MH | Trauma and Stress Related Disorders

Season 6 Episode 13 Published 11 hours ago
Description

1. Must-Know Diagnoses & Timeframes

  • Acute Stress Disorder (ASD): Develops after a traumatic event; symptoms (reexperiencing, avoidance, hyperarousal) last 3 days to 4 weeks.
  • Posttraumatic Stress Disorder (PTSD): Symptoms can be delayed and last >1 month. It is chronic, with symptoms often worsening during stressful periods.
  • Adjustment Disorder: Reaction to stressful life events (e.g., financial, work) causing out-of-proportion difficulty coping. Successful adjustment or resolution occurs within 6 months.
  • Dissociative Disorders: Subconscious defense mechanisms protecting the emotional self from horrific trauma. Includes Dissociative Amnesia, Dissociative Identity Disorder, and Depersonalization/Derealization.

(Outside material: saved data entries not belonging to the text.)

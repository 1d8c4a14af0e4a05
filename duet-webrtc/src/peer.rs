use crate::EncodedAudioFrame;
use crate::config::{
    IceConfig, IntoRtc, WEBRTC_CHANNELS, WEBRTC_SAMPLE_RATE, WEBRTC_TRACK_ID,
    WEBRTC_TRACK_STREAM_ID,
};
use crate::engine::{
    ConnectivityState, IceCandidate, LocalTrack, MediaEngine, MediaEvent, MediaSession, SdpType,
    SessionDescription,
};
use crate::error::MediaError;
use crate::receiver::Receiver;
use crate::sender::Sender;
use anyhow::Context;
use async_trait::async_trait;
use parking_lot::Mutex;
use std::sync::Arc;
use std::sync::atomic::{AtomicBool, Ordering};
use tokio::sync::{broadcast, mpsc};
use tracing::instrument;
use webrtc::api::APIBuilder;
use webrtc::api::interceptor_registry::register_default_interceptors;
use webrtc::api::media_engine::{MIME_TYPE_OPUS, MediaEngine as RtcMediaEngine};
use webrtc::ice_transport::ice_candidate::{RTCIceCandidate, RTCIceCandidateInit};
use webrtc::interceptor::registry::Registry;
use webrtc::peer_connection::RTCPeerConnection;
use webrtc::peer_connection::peer_connection_state::RTCPeerConnectionState;
use webrtc::peer_connection::sdp::session_description::RTCSessionDescription;
use webrtc::rtp_transceiver::rtp_codec::RTCRtpCodecCapability;
use webrtc::track::track_local::TrackLocal;
use webrtc::track::track_local::track_local_static_sample::TrackLocalStaticSample;

/// [`MediaEngine`] backed by `webrtc` peer connections carrying one Opus audio track.
///
/// Captured frames are read from an optional broadcast pipe and written to the track of every
/// session that added one, received frames are forwarded to an optional playback pipe.
pub struct WebrtcEngine {
    config: IceConfig,
    capture_tx: Option<broadcast::Sender<EncodedAudioFrame>>,
    playback_tx: Option<mpsc::Sender<EncodedAudioFrame>>,
    audio_session_active: AtomicBool,
}

impl WebrtcEngine {
    pub fn new(config: IceConfig) -> Self {
        Self {
            config,
            capture_tx: None,
            playback_tx: None,
            audio_session_active: AtomicBool::new(false),
        }
    }

    pub fn with_capture(mut self, capture_tx: broadcast::Sender<EncodedAudioFrame>) -> Self {
        self.capture_tx = Some(capture_tx);
        self
    }

    pub fn with_playback(mut self, playback_tx: mpsc::Sender<EncodedAudioFrame>) -> Self {
        self.playback_tx = Some(playback_tx);
        self
    }

    pub fn is_audio_session_active(&self) -> bool {
        self.audio_session_active.load(Ordering::Relaxed)
    }
}

#[async_trait]
impl MediaEngine for WebrtcEngine {
    type Session = Peer;

    async fn open_session(
        &self,
    ) -> Result<(Self::Session, mpsc::UnboundedReceiver<MediaEvent>), MediaError> {
        Peer::new(
            self.config.clone(),
            self.capture_tx.as_ref().map(broadcast::Sender::subscribe),
            self.playback_tx.clone(),
        )
        .await
    }

    fn set_audio_session_active(&self, active: bool) -> Result<(), MediaError> {
        let was_active = self.audio_session_active.swap(active, Ordering::Relaxed);
        if was_active != active {
            tracing::debug!(?active, "Audio session activation changed");
        }
        Ok(())
    }
}

/// Local Opus track. Clones share the enabled flag.
#[derive(Clone)]
pub struct AudioTrack {
    track: Arc<TrackLocalStaticSample>,
    enabled: Arc<AtomicBool>,
}

impl AudioTrack {
    fn new() -> Self {
        let track = Arc::new(TrackLocalStaticSample::new(
            RTCRtpCodecCapability {
                mime_type: MIME_TYPE_OPUS.to_owned(),
                clock_rate: WEBRTC_SAMPLE_RATE,
                channels: WEBRTC_CHANNELS,
                ..Default::default()
            },
            WEBRTC_TRACK_ID.to_owned(),
            WEBRTC_TRACK_STREAM_ID.to_owned(),
        ));

        Self {
            track,
            enabled: Arc::new(AtomicBool::new(true)),
        }
    }

    pub(crate) fn sample_track(&self) -> &Arc<TrackLocalStaticSample> {
        &self.track
    }
}

impl LocalTrack for AudioTrack {
    fn set_enabled(&self, enabled: bool) {
        self.enabled.store(enabled, Ordering::Relaxed);
    }

    fn is_enabled(&self) -> bool {
        self.enabled.load(Ordering::Relaxed)
    }
}

pub struct Peer {
    peer_connection: RTCPeerConnection,
    capture_rx: Mutex<Option<broadcast::Receiver<EncodedAudioFrame>>>,
    sender: Mutex<Option<Sender>>,
    receiver: Mutex<Option<Receiver>>,
}

impl Peer {
    #[instrument(level = "debug", skip(capture_rx, playback_tx), err)]
    pub async fn new(
        config: IceConfig,
        capture_rx: Option<broadcast::Receiver<EncodedAudioFrame>>,
        playback_tx: Option<mpsc::Sender<EncodedAudioFrame>>,
    ) -> Result<(Self, mpsc::UnboundedReceiver<MediaEvent>), MediaError> {
        let mut media_engine = RtcMediaEngine::default();
        media_engine
            .register_default_codecs()
            .context("Failed to register default codecs")?;

        let mut registry = Registry::new();
        registry = register_default_interceptors(registry, &mut media_engine)
            .context("Failed to register default interceptors")?;

        let api = APIBuilder::new()
            .with_media_engine(media_engine)
            .with_interceptor_registry(registry)
            .build();

        let peer_connection = api
            .new_peer_connection(config.into_rtc())
            .await
            .context("Failed to create peer connection")?;

        let (events_tx, events_rx) = mpsc::unbounded_channel();

        {
            let events_tx = events_tx.clone();
            peer_connection.on_peer_connection_state_change(Box::new(
                move |state: RTCPeerConnectionState| {
                    tracing::trace!(?state, "Peer connection state changed");
                    if let Some(state) = connectivity_from(state)
                        && events_tx.send(MediaEvent::Connectivity(state)).is_err()
                    {
                        tracing::trace!(?state, "Session events dropped, ignoring state change");
                    }
                    Box::pin(async {})
                },
            ));
        }

        peer_connection.on_ice_candidate(Box::new(move |candidate: Option<RTCIceCandidate>| {
            tracing::trace!(?candidate, "ICE candidate gathered");
            if let Some(candidate) = candidate {
                let event = match candidate.to_json() {
                    Ok(init) => MediaEvent::LocalCandidate(IceCandidate {
                        candidate: init.candidate,
                        sdp_mline_index: init.sdp_mline_index.unwrap_or_default(),
                        sdp_mid: init.sdp_mid.unwrap_or_default(),
                    }),
                    Err(err) => {
                        tracing::warn!(?err, "Failed to serialize ICE candidate");
                        MediaEvent::Error(format!("failed to serialize ICE candidate: {err}"))
                    }
                };
                if events_tx.send(event).is_err() {
                    tracing::trace!("Session events dropped, ignoring ICE candidate");
                }
            }
            Box::pin(async {})
        }));

        let receiver = playback_tx.map(|playback_tx| Receiver::new(&peer_connection, playback_tx));

        Ok((
            Self {
                peer_connection,
                capture_rx: Mutex::new(capture_rx),
                sender: Mutex::new(None),
                receiver: Mutex::new(receiver),
            },
            events_rx,
        ))
    }

    /// Frames handed to the playback pipe so far, zero without one.
    pub fn received_frames(&self) -> u64 {
        self.receiver.lock().as_ref().map_or(0, Receiver::frames)
    }
}

#[async_trait]
impl MediaSession for Peer {
    type Track = AudioTrack;

    async fn create_local_track(&self) -> Result<AudioTrack, MediaError> {
        Ok(AudioTrack::new())
    }

    #[instrument(level = "trace", skip_all, err)]
    async fn add_track(&self, track: &AudioTrack) -> Result<(), MediaError> {
        self.peer_connection
            .add_track(Arc::clone(track.sample_track()) as Arc<dyn TrackLocal + Send + Sync>)
            .await
            .context("Failed to add track to peer connection")?;

        let capture_rx = self.capture_rx.lock().take();
        if let Some(capture_rx) = capture_rx {
            tracing::trace!("Starting sender");
            *self.sender.lock() = Some(Sender::new(track.clone(), capture_rx));
        }
        Ok(())
    }

    #[instrument(level = "trace", skip(self), err)]
    async fn create_offer(&self) -> Result<SessionDescription, MediaError> {
        let offer = self
            .peer_connection
            .create_offer(None)
            .await
            .context("Failed to create offer")?;
        Ok(SessionDescription::offer(offer.sdp))
    }

    #[instrument(level = "trace", skip(self), err)]
    async fn create_answer(&self) -> Result<SessionDescription, MediaError> {
        let answer = self
            .peer_connection
            .create_answer(None)
            .await
            .context("Failed to create answer")?;
        Ok(SessionDescription::answer(answer.sdp))
    }

    #[instrument(level = "trace", skip(self, description), fields(kind = ?description.kind), err)]
    async fn set_local_description(
        &self,
        description: SessionDescription,
    ) -> Result<(), MediaError> {
        self.peer_connection
            .set_local_description(into_rtc_description(description)?)
            .await
            .map_err(|err| MediaError::DescriptionRejected(err.to_string()))
    }

    #[instrument(level = "trace", skip(self, description), fields(kind = ?description.kind), err)]
    async fn set_remote_description(
        &self,
        description: SessionDescription,
    ) -> Result<(), MediaError> {
        self.peer_connection
            .set_remote_description(into_rtc_description(description)?)
            .await
            .map_err(|err| MediaError::DescriptionRejected(err.to_string()))
    }

    #[instrument(level = "trace", skip(self, candidate), err)]
    async fn add_remote_candidate(&self, candidate: IceCandidate) -> Result<(), MediaError> {
        self.peer_connection
            .add_ice_candidate(RTCIceCandidateInit {
                candidate: candidate.candidate,
                sdp_mid: Some(candidate.sdp_mid),
                sdp_mline_index: Some(candidate.sdp_mline_index),
                ..Default::default()
            })
            .await
            .map_err(|err| MediaError::CandidateRejected(err.to_string()))
    }

    #[instrument(level = "debug", skip(self), err)]
    async fn close(&self) -> Result<(), MediaError> {
        tracing::debug!("Closing peer");
        let sender = self.sender.lock().take();
        if let Some(sender) = sender {
            tracing::trace!("Shutting down sender");
            sender.stop().await.context("Failed to stop sender")?;
        }
        let receiver = self.receiver.lock().take();
        if let Some(receiver) = receiver {
            tracing::trace!("Shutting down receiver");
            receiver.shutdown();
        }

        self.peer_connection
            .close()
            .await
            .context("Failed to close peer connection")?;

        tracing::trace!("Successfully closed peer connection");
        Ok(())
    }
}

fn into_rtc_description(
    description: SessionDescription,
) -> Result<RTCSessionDescription, MediaError> {
    match description.kind {
        SdpType::Offer => RTCSessionDescription::offer(description.sdp),
        SdpType::Answer => RTCSessionDescription::answer(description.sdp),
    }
    .map_err(|err| MediaError::DescriptionRejected(err.to_string()))
}

fn connectivity_from(state: RTCPeerConnectionState) -> Option<ConnectivityState> {
    match state {
        RTCPeerConnectionState::Unspecified => None,
        RTCPeerConnectionState::New => Some(ConnectivityState::New),
        RTCPeerConnectionState::Connecting => Some(ConnectivityState::Connecting),
        RTCPeerConnectionState::Connected => Some(ConnectivityState::Connected),
        RTCPeerConnectionState::Disconnected => Some(ConnectivityState::Disconnected),
        RTCPeerConnectionState::Failed => Some(ConnectivityState::Failed),
        RTCPeerConnectionState::Closed => Some(ConnectivityState::Closed),
    }
}

#[cfg(test)]
mod tests {
    use super::*;
    use pretty_assertions::{assert_eq, assert_matches};
    use test_log::test;

    fn offline_config() -> IceConfig {
        IceConfig {
            ice_servers: Vec::new(),
        }
    }

    #[test]
    fn connectivity_mapping() {
        assert_eq!(connectivity_from(RTCPeerConnectionState::Unspecified), None);
        assert_eq!(
            connectivity_from(RTCPeerConnectionState::Connected),
            Some(ConnectivityState::Connected)
        );
        assert_eq!(
            connectivity_from(RTCPeerConnectionState::Failed),
            Some(ConnectivityState::Failed)
        );
    }

    #[test(tokio::test)]
    async fn offer_carries_audio() {
        let engine = WebrtcEngine::new(offline_config());
        let (peer, _events) = engine.open_session().await.unwrap();

        let track = peer.create_local_track().await.unwrap();
        peer.add_track(&track).await.unwrap();

        let offer = peer.create_offer().await.unwrap();
        assert_eq!(offer.kind, SdpType::Offer);
        assert!(offer.sdp.contains("m=audio"));
        assert!(offer.sdp.to_lowercase().contains("opus"));

        peer.close().await.unwrap();
    }

    #[test(tokio::test)]
    async fn garbage_remote_description_rejected() {
        let engine = WebrtcEngine::new(offline_config());
        let (peer, _events) = engine.open_session().await.unwrap();

        assert_matches!(
            peer.set_remote_description(SessionDescription::answer("not sdp"))
                .await,
            Err(MediaError::DescriptionRejected(_))
        );
    }

    #[test]
    fn track_toggle() {
        let track = AudioTrack::new();
        let clone = track.clone();
        assert!(track.is_enabled());
        clone.set_enabled(false);
        assert!(!track.is_enabled());
    }

    #[test(tokio::test)]
    async fn playback_pipe_starts_empty() {
        let (playback_tx, _playback_rx) = mpsc::channel(8);
        let engine = WebrtcEngine::new(offline_config()).with_playback(playback_tx);
        let (peer, _events) = engine.open_session().await.unwrap();
        assert_eq!(peer.received_frames(), 0);

        peer.close().await.unwrap();
        assert_eq!(peer.received_frames(), 0);
    }

    #[test]
    fn audio_session_flag() {
        let engine = WebrtcEngine::new(offline_config());
        assert!(!engine.is_audio_session_active());
        engine.set_audio_session_active(true).unwrap();
        assert!(engine.is_audio_session_active());
    }
}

2. PTSD Core Symptoms & Findings

  • Intrusion: Reliving trauma via flashbacks, nightmares, and recurrent intrusive thoughts. In children, this may manifest as repetitive play expressing trauma themes.
  • Avoidance: Avoiding people, places, or stimuli associated with the trauma.
  • Negative Cognition/Mood: Guilt, self-blame, detachment, and an inability to experience positive emotions.
  • Hyperarousal: Insomnia, hypervigilance, irritability, and an exaggerated startle response.

3. Priority Nursing Assessments & Red Flags

  • Safety First: The absolute priority is assessing for suicide risk and self-mutilation.
  • Comorbidities: High risk for substance/alcohol use disorders (often used to self-medicate or blot out memories) and severe depression.
  • Behavioral Red Flags: Flashbacks and dissociative episodes where the patient completely loses touch with present reality.

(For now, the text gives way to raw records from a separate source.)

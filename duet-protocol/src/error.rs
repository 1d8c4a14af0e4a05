use thiserror::Error;

#[derive(Debug, Clone, Error, PartialEq, Eq)]
pub enum RecordError {
    #[error("malformed record: {0}")]
    Malformed(String),
    #[error("record is not an object: {0}")]
    NotAnObject(String),
}

impl From<serde_json::Error> for RecordError {
    fn from(err: serde_json::Error) -> Self {
        RecordError::Malformed(err.to_string())
    }
}
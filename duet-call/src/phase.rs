use duet_webrtc::ConnectivityState;
use std::fmt::{Display, Formatter};

/// Lifecycle phase of the call state machine.
#[derive(Debug, Clone, PartialEq, Eq, Default)]
pub enum Phase {
    #[default]
    Idle,
    Outgoing,
    Incoming {
        caller_id: String,
    },
    Active,
    /// Teardown in progress.
    Ended,
}

#[derive(Debug, Clone, PartialEq, Eq)]
pub enum Trigger {
    Dial,
    Ring { caller_id: String },
    Connected,
    Hangup,
    TornDown,
}

impl Trigger {
    /// `Connected` for established connectivity, `Hangup` for every state the session cannot
    /// recover from.
    pub fn from_connectivity(state: ConnectivityState) -> Option<Self> {
        if state.is_terminal() {
            Some(Trigger::Hangup)
        } else if state == ConnectivityState::Connected {
            Some(Trigger::Connected)
        } else {
            None
        }
    }
}

impl Phase {
    /// Returns the phase `trigger` leads to, or `None` if the trigger is not valid in this phase.
    pub fn next(&self, trigger: &Trigger) -> Option<Phase> {
        match (self, trigger) {
            (Phase::Idle, Trigger::Dial) => Some(Phase::Outgoing),
            (Phase::Idle, Trigger::Ring { caller_id }) => Some(Phase::Incoming {
                caller_id: caller_id.clone(),
            }),
            (Phase::Outgoing | Phase::Incoming { .. }, Trigger::Connected) => Some(Phase::Active),
            (Phase::Outgoing | Phase::Incoming { .. } | Phase::Active, Trigger::Hangup) => {
                Some(Phase::Ended)
            }
            (Phase::Ended, Trigger::TornDown) => Some(Phase::Idle),
            (Phase::Idle, Trigger::Connected | Trigger::Hangup | Trigger::TornDown)
            | (Phase::Outgoing | Phase::Incoming { .. }, Trigger::Dial | Trigger::Ring { .. })
            | (Phase::Outgoing | Phase::Incoming { .. } | Phase::Active, Trigger::TornDown)
            | (Phase::Active, Trigger::Dial | Trigger::Ring { .. } | Trigger::Connected)
            | (
                Phase::Ended,
                Trigger::Dial | Trigger::Ring { .. } | Trigger::Connected | Trigger::Hangup,
            ) => None,
        }
    }

    pub fn is_idle(&self) -> bool {
        matches!(self, Phase::Idle)
    }
}

impl Display for Phase {
    fn fmt(&self, f: &mut Formatter<'_>) -> std::fmt::Result {
        match self {
            Phase::Idle => f.write_str("idle"),
            Phase::Outgoing => f.write_str("outgoing"),
            Phase::Incoming { caller_id } => write!(f, "incoming({caller_id})"),
            Phase::Active => f.write_str("active"),
            Phase::Ended => f.write_str("ended"),
        }
    }
}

4. Must-Know Nursing Interventions

  • Grounding Techniques: The top priority during a flashback or dissociation. Use sensory input to reorient the patient to the present (e.g., "Do you feel your feet on the floor?", "Can you see me?").
  • Physical Safety: NEVER grab or force a patient to move during a flashback; they may strike out defensively. Instead, ask them to change positions or walk to dispel the episode. Use supportive touch only if the patient previously consented.
  • Therapeutic Communication: Validate feelings ("I know this is frightening, but you are safe now") and reorient by stating your name, the date, and location.
  • Empowerment: Refer to the patient as a "survivor" rather than a "victim" to promote self-esteem, and help them identify a physical "safe place" to go when experiencing destructive thoughts.

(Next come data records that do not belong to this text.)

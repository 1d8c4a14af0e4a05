use crate::config::CallConfig;
use crate::error::CallError;
use crate::machine::{CallEvent, CallState, EndReason};
use crate::negotiation::NegotiationCoordinator;
use crate::phase::{Phase, Trigger};
use crate::relay::CandidateRelay;
use crate::session::{CallSession, CandidateCounters};
use crate::teardown;
use duet_protocol::call::{FIELD_CALLEE_ID, FIELD_STATUS};
use duet_protocol::{CallRecord, CallStatus, CollectionLayout, Role};
use duet_signaling::error::ChannelError;
use duet_signaling::{ChangeKind, Document, DocumentChange, Query, SignalingChannel, Subscription};
use duet_webrtc::{ConnectivityState, LocalTrack, MediaEngine, MediaEvent, MediaSession};
use std::sync::Arc;
use tokio::sync::{broadcast, mpsc, oneshot, watch};
use tokio_util::sync::CancellationToken;
use tracing::{Instrument, instrument};
use uuid::Uuid;

type Track<E> = <<E as MediaEngine>::Session as MediaSession>::Track;

pub(crate) enum Command {
    StartCall {
        callee_id: String,
        caller_id: String,
        reply: oneshot::Sender<Result<String, CallError>>,
    },
    Listen {
        self_id: String,
        reply: oneshot::Sender<Result<(), CallError>>,
    },
    StopListening {
        reply: oneshot::Sender<()>,
    },
    Answer {
        reply: oneshot::Sender<Result<(), CallError>>,
    },
    ToggleMute {
        reply: oneshot::Sender<bool>,
    },
    EndCall {
        reply: oneshot::Sender<Result<(), CallError>>,
    },
}

/// Notification belonging to the session of one call.
#[derive(Debug)]
pub(crate) enum SessionEvent {
    Media(MediaEvent),
    CallRecord(DocumentChange),
    RemoteCandidate(DocumentChange),
    CandidateSent,
}

#[derive(Debug)]
pub(crate) enum ActorEvent {
    Session {
        call_id: String,
        event: SessionEvent,
    },
    Incoming {
        generation: u64,
        change: DocumentChange,
    },
    TeardownFinished {
        call_id: String,
        reason: EndReason,
        result: Result<(), ChannelError>,
    },
}

/// Caller waiting for a teardown to complete.
enum TeardownWaiter {
    EndCall(oneshot::Sender<Result<(), CallError>>),
    /// A call whose record could not be written, answered with the write error.
    StartCall(oneshot::Sender<Result<String, CallError>>, CallError),
}

impl TeardownWaiter {
    fn complete(self, result: &Result<(), ChannelError>) {
        match self {
            TeardownWaiter::EndCall(reply) => {
                let _ = reply.send(result.clone().map_err(CallError::from));
            }
            TeardownWaiter::StartCall(reply, err) => {
                let _ = reply.send(Err(err));
            }
        }
    }

    fn abandon(self) {
        match self {
            TeardownWaiter::EndCall(reply) => {
                let _ = reply.send(Err(CallError::Stopped));
            }
            TeardownWaiter::StartCall(reply, err) => {
                let _ = reply.send(Err(err));
            }
        }
    }
}

struct Listener {
    self_id: String,
    generation: u64,
    cancel: CancellationToken,
}

/// Owns all call state. Commands and notifications are handled strictly one at a time.
pub(crate) struct CallActor<C: SignalingChannel, E: MediaEngine> {
    channel: Arc<C>,
    engine: Arc<E>,
    layout: CollectionLayout,
    commands_rx: mpsc::Receiver<Command>,
    events_tx: mpsc::Sender<ActorEvent>,
    events_rx: mpsc::Receiver<ActorEvent>,
    state_tx: watch::Sender<CallState>,
    call_events_tx: broadcast::Sender<CallEvent>,
    shutdown_token: CancellationToken,

    phase: Phase,
    muted: bool,
    session: Option<CallSession<C, E::Session>>,
    teardown_call_id: Option<String>,
    teardown_waiters: Vec<TeardownWaiter>,
    last_counters: CandidateCounters,
    listener: Option<Listener>,
    next_generation: u64,
    /// Ringing call that arrived while busy, re-read once the machine is idle again.
    deferred_incoming: Option<String>,
}
//! Calls between two state machines in one process, over an in-memory channel and real
//! peer connections.
//!
//! `cargo run -p duet-call --example loopback`

use duet_call::{CallConfig, CallEvent, CallStateMachine, Phase};
use duet_signaling::MemoryChannel;
use duet_webrtc::WebrtcEngine;
use std::path::Path;
use std::sync::Arc;
use std::time::Duration;
use tokio_util::sync::CancellationToken;
use tracing_subscriber::{layer::SubscriberExt, util::SubscriberInitExt};

const CONNECT_TIMEOUT: Duration = Duration::from_secs(10);
const CALL_DURATION: Duration = Duration::from_secs(5);

#[tokio::main]
async fn main() -> anyhow::Result<()> {
    tracing_subscriber::registry()
        .with(
            tracing_subscriber::EnvFilter::try_from_default_env().unwrap_or_else(|_| {
                format!(
                    "{}=debug,duet_call=debug,duet_webrtc=debug",
                    env!("CARGO_CRATE_NAME")
                )
                .into()
            }),
        )
        .with(tracing_subscriber::fmt::layer())
        .init();

    let config = CallConfig::parse(Path::new("."))?;
    let channel = Arc::new(MemoryChannel::new());
    let shutdown_token = CancellationToken::new();

    let alice = CallStateMachine::new(
        Arc::clone(&channel),
        Arc::new(WebrtcEngine::new(config.ice.clone())),
        &config,
        shutdown_token.clone(),
    );
    let bob = CallStateMachine::new(
        Arc::clone(&channel),
        Arc::new(WebrtcEngine::new(config.ice.clone())),
        &config,
        shutdown_token.clone(),
    );

    let mut bob_events = bob.subscribe();
    bob.listen_for_incoming_calls("bob").await?;

    let call_id = alice.start_call("bob", "alice").await?;
    tracing::info!(%call_id, "Calling bob");

    loop {
        if let CallEvent::IncomingCall { caller_id, .. } = bob_events.recv().await? {
            tracing::info!(%caller_id, "Bob is ringing, answering");
            bob.answer_call().await?;
            break;
        }
    }

    let mut alice_state = alice.subscribe_state();
    tokio::select! {
        result = alice_state.wait_for(|state| state.phase == Phase::Active) => {
            result?;
            tracing::info!("Call connected");
            tokio::select! {
                _ = tokio::time::sleep(CALL_DURATION) => {}
                _ = tokio::signal::ctrl_c() => tracing::info!("Interrupted"),
            }
        }
        _ = tokio::time::sleep(CONNECT_TIMEOUT) => {
            tracing::warn!(phase = %alice.phase(), "Timed out waiting for connectivity");
        }
        _ = tokio::signal::ctrl_c() => tracing::info!("Interrupted"),
    }

    alice.end_call().await?;
    tracing::info!(alice = %alice.phase(), bob = %bob.phase(), "Call ended");

    shutdown_token.cancel();
    alice.shutdown().await;
    bob.shutdown().await;
    Ok(())
}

5. Must-Know Medications & Therapies

  • First-Line Meds: SSRIs (fluoxetine, paroxetine, sertraline) and SNRIs (venlafaxine) are the most effective.
  • Targeted Meds: The atypical antipsychotic risperidone effectively targets hyperarousal. Benzodiazepines are widely used clinically but lack evidence of efficacy.
  • Therapies: Outpatient therapy is primary. Modalities include Exposure Therapy (facing feared situations), Cognitive Processing Therapy (addressing guilt/self-blame), and Adaptive Disclosure (short-term CBT developed for the military).